■ ASSIGNMENT
Using the listing below, copy every line that mentions "creation".

■ THE INPUT
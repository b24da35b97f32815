/// SQL statements for creating the Drafter database schema.

pub const CREATE_SCHEMA_VERSION: &str = "
CREATE TABLE IF NOT EXISTS schema_version (
    version     INTEGER PRIMARY KEY,
    applied_at  TEXT NOT NULL
)";

pub const CREATE_BRANCHES: &str = "
CREATE TABLE IF NOT EXISTS branches (
    id              TEXT PRIMARY KEY,
    project_id      TEXT NOT NULL,
    name            TEXT NOT NULL,
    user_id         TEXT,
    base_commit_id  TEXT,
    head_commit_id  TEXT,
    is_default      INTEGER NOT NULL DEFAULT 0,
    created_at      TEXT NOT NULL,
    updated_at      TEXT NOT NULL
)";

/// One main branch per project, at most one draft per user and project.
pub const CREATE_BRANCH_INDEXES: &str = "
CREATE INDEX IF NOT EXISTS idx_branches_project
    ON branches(project_id);
CREATE UNIQUE INDEX IF NOT EXISTS idx_branches_main
    ON branches(project_id) WHERE is_default = 1;
CREATE UNIQUE INDEX IF NOT EXISTS idx_branches_user
    ON branches(project_id, user_id) WHERE user_id IS NOT NULL;
";

pub const CREATE_COMMITS: &str = "
CREATE TABLE IF NOT EXISTS commits (
    id                TEXT PRIMARY KEY,
    project_id        TEXT NOT NULL,
    branch_id         TEXT NOT NULL,
    parent_commit_id  TEXT,
    user_id           TEXT NOT NULL,
    message           TEXT NOT NULL,
    hash              TEXT NOT NULL,
    version_number    INTEGER,
    is_remote         INTEGER NOT NULL DEFAULT 0,
    created_at        TEXT NOT NULL,
    FOREIGN KEY (branch_id) REFERENCES branches(id) ON DELETE CASCADE
)";

pub const CREATE_COMMIT_INDEXES: &str = "
CREATE INDEX IF NOT EXISTS idx_commits_branch ON commits(branch_id);
";

pub const CREATE_FILE_SNAPSHOTS: &str = "
CREATE TABLE IF NOT EXISTS file_snapshots (
    id               TEXT PRIMARY KEY,
    commit_id        TEXT NOT NULL,
    working_file_id  TEXT NOT NULL,
    folder_id        TEXT,
    name             TEXT NOT NULL,
    kind             TEXT NOT NULL,
    content          TEXT,
    content_hash     TEXT,
    change_type      TEXT NOT NULL,
    FOREIGN KEY (commit_id) REFERENCES commits(id) ON DELETE CASCADE
)";

pub const CREATE_SNAPSHOT_INDEXES: &str = "
CREATE INDEX IF NOT EXISTS idx_snapshots_commit ON file_snapshots(commit_id);
";

pub const CREATE_WORKING_FILES: &str = "
CREATE TABLE IF NOT EXISTS working_files (
    id            TEXT PRIMARY KEY,
    branch_id     TEXT NOT NULL,
    project_id    TEXT NOT NULL,
    folder_id     TEXT,
    name          TEXT NOT NULL,
    kind          TEXT NOT NULL,
    content       TEXT NOT NULL,
    content_hash  TEXT NOT NULL,
    is_deleted    INTEGER NOT NULL DEFAULT 0,
    created_at    TEXT NOT NULL,
    updated_at    TEXT NOT NULL,
    FOREIGN KEY (branch_id) REFERENCES branches(id) ON DELETE CASCADE
)";

pub const CREATE_WORKING_FILE_INDEXES: &str = "
CREATE INDEX IF NOT EXISTS idx_working_files_branch ON working_files(branch_id);
CREATE INDEX IF NOT EXISTS idx_working_files_project ON working_files(project_id);
";

pub const CREATE_WORKING_FOLDERS: &str = "
CREATE TABLE IF NOT EXISTS working_folders (
    id          TEXT PRIMARY KEY,
    branch_id   TEXT NOT NULL,
    project_id  TEXT NOT NULL,
    parent_id   TEXT,
    name        TEXT NOT NULL,
    is_deleted  INTEGER NOT NULL DEFAULT 0,
    created_at  TEXT NOT NULL,
    updated_at  TEXT NOT NULL,
    FOREIGN KEY (branch_id) REFERENCES branches(id) ON DELETE CASCADE
)";

pub const CREATE_WORKING_FOLDER_INDEXES: &str = "
CREATE INDEX IF NOT EXISTS idx_working_folders_branch ON working_folders(branch_id);
";

pub const CREATE_REMOTE_SYNC_STATE: &str = "
CREATE TABLE IF NOT EXISTS remote_sync_state (
    id                   TEXT PRIMARY KEY,
    project_id           TEXT NOT NULL,
    branch_id            TEXT NOT NULL,
    remote_url           TEXT NOT NULL,
    remote_branch        TEXT NOT NULL DEFAULT 'main',
    last_push_commit_id  TEXT,
    last_pull_commit_id  TEXT,
    last_push_at         TEXT,
    last_pull_at         TEXT,
    sync_status          TEXT NOT NULL DEFAULT 'ahead',
    UNIQUE (project_id, branch_id),
    FOREIGN KEY (branch_id) REFERENCES branches(id) ON DELETE CASCADE
)";

pub const CREATE_LINKED_REPOS: &str = "
CREATE TABLE IF NOT EXISTS linked_repos (
    id                    TEXT PRIMARY KEY,
    project_id            TEXT NOT NULL UNIQUE,
    provider              TEXT NOT NULL,
    full_name             TEXT NOT NULL,
    default_branch        TEXT NOT NULL DEFAULT 'main',
    last_pushed_manifest  TEXT,
    last_commit_sha       TEXT,
    connected_at          TEXT NOT NULL,
    last_push_at          TEXT
)";

pub const CREATE_PENDING_CHANGES: &str = "
CREATE TABLE IF NOT EXISTS pending_changes (
    id                     TEXT PRIMARY KEY,
    branch_id              TEXT NOT NULL,
    working_file_id        TEXT NOT NULL,
    change_type            TEXT NOT NULL,
    previous_content_hash  TEXT,
    new_content_hash       TEXT,
    created_at             TEXT NOT NULL,
    FOREIGN KEY (branch_id) REFERENCES branches(id) ON DELETE CASCADE
)";

pub const CREATE_PENDING_CHANGE_INDEXES: &str = "
CREATE INDEX IF NOT EXISTS idx_pending_changes_branch ON pending_changes(branch_id);
";

// Lock rows survive project teardown as an audit trail, so no foreign key.
pub const CREATE_FILE_LOCKS: &str = "
CREATE TABLE IF NOT EXISTS file_locks (
    id            TEXT PRIMARY KEY,
    file_id       TEXT NOT NULL,
    user_id       TEXT NOT NULL,
    acquired_at   TEXT NOT NULL,
    expires_at    TEXT NOT NULL,
    heartbeat_at  TEXT NOT NULL,
    released      INTEGER NOT NULL DEFAULT 0,
    released_at   TEXT
)";

/// The partial unique index is what makes concurrent acquisition safe: two
/// inserts for the same file with `released = 0` cannot both succeed, no
/// matter how the callers interleave.
pub const CREATE_FILE_LOCK_INDEXES: &str = "
CREATE UNIQUE INDEX IF NOT EXISTS idx_file_locks_active
    ON file_locks(file_id) WHERE released = 0;
CREATE INDEX IF NOT EXISTS idx_file_locks_expiry
    ON file_locks(expires_at) WHERE released = 0;
CREATE INDEX IF NOT EXISTS idx_file_locks_user
    ON file_locks(user_id) WHERE released = 0;
";

/// All table creation statements in order.
pub const ALL_TABLES: &[&str] = &[
    CREATE_SCHEMA_VERSION,
    CREATE_BRANCHES,
    CREATE_COMMITS,
    CREATE_FILE_SNAPSHOTS,
    CREATE_WORKING_FILES,
    CREATE_WORKING_FOLDERS,
    CREATE_REMOTE_SYNC_STATE,
    CREATE_LINKED_REPOS,
    CREATE_PENDING_CHANGES,
    CREATE_FILE_LOCKS,
];

/// All index creation statements in order.
pub const ALL_INDEXES: &[&str] = &[
    CREATE_BRANCH_INDEXES,
    CREATE_COMMIT_INDEXES,
    CREATE_SNAPSHOT_INDEXES,
    CREATE_WORKING_FILE_INDEXES,
    CREATE_WORKING_FOLDER_INDEXES,
    CREATE_PENDING_CHANGE_INDEXES,
    CREATE_FILE_LOCK_INDEXES,
];

#[cfg(test)]
mod tests {
    use rusqlite::Connection;

    use super::*;

    #[test]
    fn test_schema_applies_to_fresh_database() {
        let conn = Connection::open_in_memory().unwrap();
        for stmt in ALL_TABLES {
            conn.execute_batch(stmt).unwrap();
        }
        for stmt in ALL_INDEXES {
            conn.execute_batch(stmt).unwrap();
        }
    }
}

■ RESPONSE TO THE EXERCISE
/// All table creation statements in order.
/// All index creation statements in order.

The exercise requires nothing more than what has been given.